According to UK law, all children whose height is under 135cm (about 4’4″ feet) must be placed in a car safety seat when traveling. Infants are to be secured in rear-facing seats only, but older children must use a front-facing or booster seat.
Similarly, to the UK, in the EU children below 135cm in height are to be restrained in a suitable size car seat. Such car seats can be installed in the front seats or rear seats of the car.
However, if the car has a front airbag, it’s not permitted to use a rear-facing child safety seat in the front passenger’s seat; put it in the back seat instead.
What Are the Penalties If Car Seat Safety Rules for Babies Are Not Followed?
There are penalties in the US, UK, and EU for not following child passenger safety laws.
If you are found not using infant car seats for your kids in the US, you will most likely be penalized through a fine. This can go up to several hundred dollars.
However, in the case of serious injury or death in a car accident, criminal charges might be levied against the driver, depending on the state. Some states may also deduct points from a driver’s license.
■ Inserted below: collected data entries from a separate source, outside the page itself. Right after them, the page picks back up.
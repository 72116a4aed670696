//! Tabular dataset model and the CSV boundary
//!
//! A [`Table`] keeps every cell as the raw string read from the CSV so that
//! original values are written back byte-for-byte. Column kinds are inferred on
//! load and decide which columns are selectable as text.

use crate::{Error, Result};
use serde::Serialize;
use std::fs::File;
use std::io::{Read, Write};
use std::path::Path;
use tracing::debug;

const UTF8_BOM: &[u8] = b"\xEF\xBB\xBF";

/// Cell values read as missing (NaN) rather than text
pub const MISSING_MARKERS: &[&str] = &[
    "", "#N/A", "#N/A N/A", "#NA", "-1.#IND", "-1.#QNAN", "-NaN", "-nan", "1.#IND",
    "1.#QNAN", "<NA>", "N/A", "NA", "NULL", "NaN", "None", "n/a", "nan", "null",
];

pub(crate) const TRUE_VALUES: &[&str] = &["True", "TRUE", "true"];
const FALSE_VALUES: &[&str] = &["False", "FALSE", "false"];

#[inline]
pub fn is_missing(value: &str) -> bool {
    MISSING_MARKERS.contains(&value)
}

/// Render a boolean cell
pub fn format_bool(value: bool) -> &'static str {
    if value {
        TRUE_VALUES[0]
    } else {
        FALSE_VALUES[0]
    }
}

/// Render a float cell in shortest round-trip form, keeping `.0` on integral values.
///
/// Magnitudes below `1e-4` or from `1e16` up use exponent form with a signed,
/// two-digit exponent (`1e-05`, `2.5e-07`, `1e+16`).
pub fn format_float(value: f64) -> String {
    let magnitude = value.abs();
    if value.is_finite() && value != 0.0 && !(1e-4..1e16).contains(&magnitude) {
        return format_exponent(value);
    }

    if value.is_finite() && value.fract() == 0.0 {
        format!("{:.1}", value)
    } else {
        value.to_string()
    }
}

fn format_exponent(value: f64) -> String {
    let formatted = format!("{:e}", value);
    match formatted.split_once('e') {
        Some((mantissa, exponent)) => {
            let (sign, digits) = match exponent.strip_prefix('-') {
                Some(digits) => ('-', digits),
                None => ('+', exponent),
            };
            format!("{}e{}{:0>2}", mantissa, sign, digits)
        }
        None => formatted,
    }
}

/// Inferred type of a column
#[derive(Debug, Clone, Copy, PartialEq, Eq, Serialize)]
#[serde(rename_all = "lowercase")]
pub enum ColumnKind {
    Integer,
    Float,
    Boolean,
    Text,
    /// Every cell is missing
    Empty,
}

impl ColumnKind {
    /// Infer the kind from the column's raw values, ignoring missing cells.
    ///
    /// A boolean column with any missing cell is `Text`: it cannot hold a
    /// missing value as a boolean and stays a mixed-object column.
    pub fn infer<'a, I>(values: I) -> Self
    where
        I: IntoIterator<Item = &'a str>,
    {
        let (mut integer, mut float, mut boolean) = (true, true, true);
        let (mut present, mut missing) = (false, false);

        for value in values {
            if is_missing(value) {
                missing = true;
                continue;
            }
            present = true;
            integer &= value.parse::<i64>().is_ok();
            float &= value.parse::<f64>().is_ok();
            boolean &= TRUE_VALUES.contains(&value) || FALSE_VALUES.contains(&value);
            if !(integer || float || boolean) {
                return ColumnKind::Text;
            }
        }

        if !present {
            ColumnKind::Empty
        } else if integer {
            ColumnKind::Integer
        } else if float {
            ColumnKind::Float
        } else if boolean && !missing {
            ColumnKind::Boolean
        } else {
            ColumnKind::Text
        }
    }
}

#[derive(Debug, Clone, PartialEq, Eq, Serialize)]
pub struct Column {
    pub name: String,
    pub kind: ColumnKind,
}

/// Raw cell values of one record, in column order
pub type Row = Vec<String>;

/// An in-memory dataset
#[derive(Debug, Clone, Default, PartialEq, Eq)]
pub struct Table {
    columns: Vec<Column>,
    rows: Vec<Row>,
}

impl Table {
    /// Build a table from a header and rows.
    ///
    /// Short rows are padded with missing cells; rows longer than the header are rejected.
    pub fn new(headers: Vec<String>, rows: Vec<Row>) -> Result<Self> {
        if headers.is_empty() {
            return Err(Error::EmptyDataset);
        }

        let names = dedupe_headers(headers);
        let width = names.len();
        let mut padded = Vec::with_capacity(rows.len());
        for (index, mut row) in rows.into_iter().enumerate() {
            if row.len() > width {
                return Err(Error::Csv(format!(
                    "Expected {} fields in row {}, saw {}",
                    width,
                    index + 1,
                    row.len()
                )));
            }
            row.resize(width, String::new());
            padded.push(row);
        }

        Ok(Self::from_parts(names, padded))
    }

    fn from_parts(names: Vec<String>, rows: Vec<Row>) -> Self {
        let columns = names
            .into_iter()
            .enumerate()
            .map(|(index, name)| Column {
                kind: ColumnKind::infer(rows.iter().map(|row| row[index].as_str())),
                name,
            })
            .collect();

        Self { columns, rows }
    }

    /// Read a CSV file with a header row
    pub fn from_csv_path<P: AsRef<Path>>(path: P) -> Result<Self> {
        Self::from_csv_reader(File::open(path)?)
    }

    /// Read an uploaded CSV stream fully, then parse it
    pub fn from_csv_reader<R: Read>(mut reader: R) -> Result<Self> {
        let mut bytes = Vec::new();
        reader.read_to_end(&mut bytes)?;
        Self::from_csv_bytes(&bytes)
    }

    pub fn from_csv_bytes(bytes: &[u8]) -> Result<Self> {
        let bytes = bytes.strip_prefix(UTF8_BOM).unwrap_or(bytes);
        let mut reader = csv::ReaderBuilder::new()
            .has_headers(true)
            .flexible(true)
            .from_reader(bytes);

        let headers = reader.headers()?.clone();
        if headers.is_empty() || (headers.len() == 1 && headers[0].trim().is_empty()) {
            return Err(Error::EmptyDataset);
        }
        let width = headers.len();

        let mut rows = Vec::new();
        for record in reader.records() {
            let record = record?;
            if record.len() > width {
                let line = record.position().map(|p| p.line()).unwrap_or(0);
                return Err(Error::Csv(format!(
                    "Expected {} fields in line {}, saw {}",
                    width,
                    line,
                    record.len()
                )));
            }

            let mut row: Row = record.iter().map(str::to_string).collect();
            row.resize(width, String::new());
            rows.push(row);
        }

        let names = dedupe_headers(headers.iter().map(str::to_string).collect());
        let table = Self::from_parts(names, rows);
        debug!(rows = table.len(), columns = table.columns.len(), "Loaded CSV dataset");
        Ok(table)
    }

    pub fn columns(&self) -> &[Column] {
        &self.columns
    }

    pub fn column_names(&self) -> Vec<&str> {
        self.columns.iter().map(|c| c.name.as_str()).collect()
    }

    pub fn column_index(&self, name: &str) -> Option<usize> {
        self.columns.iter().position(|c| c.name == name)
    }

    pub fn column(&self, name: &str) -> Option<&Column> {
        self.columns.iter().find(|c| c.name == name)
    }

    pub fn rows(&self) -> &[Row] {
        &self.rows
    }

    #[inline]
    #[must_use]
    pub fn len(&self) -> usize {
        self.rows.len()
    }

    #[inline]
    #[must_use]
    pub fn is_empty(&self) -> bool {
        self.rows.is_empty()
    }

    /// Names of the columns that can be analyzed as text
    pub fn text_columns(&self) -> Vec<&str> {
        self.columns
            .iter()
            .filter(|c| c.kind == ColumnKind::Text)
            .map(|c| c.name.as_str())
            .collect()
    }

    /// Like [`Table::text_columns`], but an error when there are none
    pub fn require_text_columns(&self) -> Result<Vec<&str>> {
        let columns = self.text_columns();
        if columns.is_empty() {
            return Err(Error::NoTextColumns);
        }
        Ok(columns)
    }

    /// Raw value of a cell
    pub fn value(&self, row: usize, column: &str) -> Option<&str> {
        let index = self.column_index(column)?;
        self.rows.get(row).map(|r| r[index].as_str())
    }

    /// The text of a cell as the analysis engines see it.
    ///
    /// Missing cells and cells of non-text columns are `None`, i.e. empty text.
    pub fn text_value(&self, row: usize, column: usize) -> Option<&str> {
        if self.columns.get(column)?.kind != ColumnKind::Text {
            return None;
        }
        let value = self.rows.get(row)?.get(column)?.as_str();
        if is_missing(value) {
            None
        } else {
            Some(value)
        }
    }

    /// Append a column, or overwrite the values of an existing one in place
    pub fn set_column(&mut self, name: &str, kind: ColumnKind, values: Vec<String>) -> Result<()> {
        if values.len() != self.rows.len() {
            return Err(Error::LengthMismatch {
                expected: self.rows.len(),
                actual: values.len(),
            });
        }

        match self.column_index(name) {
            Some(index) => {
                self.columns[index].kind = kind;
                for (row, value) in self.rows.iter_mut().zip(values) {
                    row[index] = value;
                }
            }
            None => {
                self.columns.push(Column {
                    name: name.to_string(),
                    kind,
                });
                for (row, value) in self.rows.iter_mut().zip(values) {
                    row.push(value);
                }
            }
        }

        Ok(())
    }

    /// Remove a column, returning whether it existed
    pub fn drop_column(&mut self, name: &str) -> bool {
        match self.column_index(name) {
            Some(index) => {
                self.columns.remove(index);
                for row in &mut self.rows {
                    row.remove(index);
                }
                true
            }
            None => false,
        }
    }

    /// A copy holding only the rows accepted by `keep`
    pub fn filter_rows<F>(&self, mut keep: F) -> Table
    where
        F: FnMut(&Row) -> bool,
    {
        Table {
            columns: self.columns.clone(),
            rows: self.rows.iter().filter(|row| keep(row)).cloned().collect(),
        }
    }

    /// The first `n` rows
    pub fn head(&self, n: usize) -> Table {
        Table {
            columns: self.columns.clone(),
            rows: self.rows.iter().take(n).cloned().collect(),
        }
    }

    pub fn write_csv<W: Write>(&self, writer: W) -> Result<()> {
        let mut writer = csv::Writer::from_writer(writer);
        writer.write_record(self.columns.iter().map(|c| c.name.as_str()))?;
        for row in &self.rows {
            writer.write_record(row)?;
        }
        writer.flush()?;
        Ok(())
    }

    pub fn to_csv_string(&self) -> Result<String> {
        let mut buffer = Vec::new();
        self.write_csv(&mut buffer)?;
        String::from_utf8(buffer).map_err(|e| Error::Encoding(e.to_string()))
    }

    pub fn to_csv_path<P: AsRef<Path>>(&self, path: P) -> Result<()> {
        self.write_csv(File::create(path)?)
    }
}

/// Name blank headers `Unnamed: i` and suffix repeated names with `.1`, `.2`, ...
fn dedupe_headers(headers: Vec<String>) -> Vec<String> {
    let mut names: Vec<String> = Vec::with_capacity(headers.len());

    for (index, header) in headers.into_iter().enumerate() {
        let base = if header.trim().is_empty() {
            format!("Unnamed: {}", index)
        } else {
            header
        };

        let mut name = base.clone();
        let mut suffix = 1;
        while names.contains(&name) {
            name = format!("{}.{}", base, suffix);
            suffix += 1;
        }
        names.push(name);
    }

    names
}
For people failing to comply with child passenger safety regulations in the UK, there can be a fine between £500 and £2,500, depending on whether the case goes to court.
Up to three penalty points will also be removed from the driver’s license. And similarly, as in the US, a criminal case may be filed depending on the severity of the motor vehicle accident.
Not complying with child restraint car seat laws in the EU can lead to various penalties, including fines and penalty points. The exact punishment for not following safety standards will depend on the country.
Repeated violations of child seat laws can lead to a suspension of the driver’s license or the levy of criminal charges.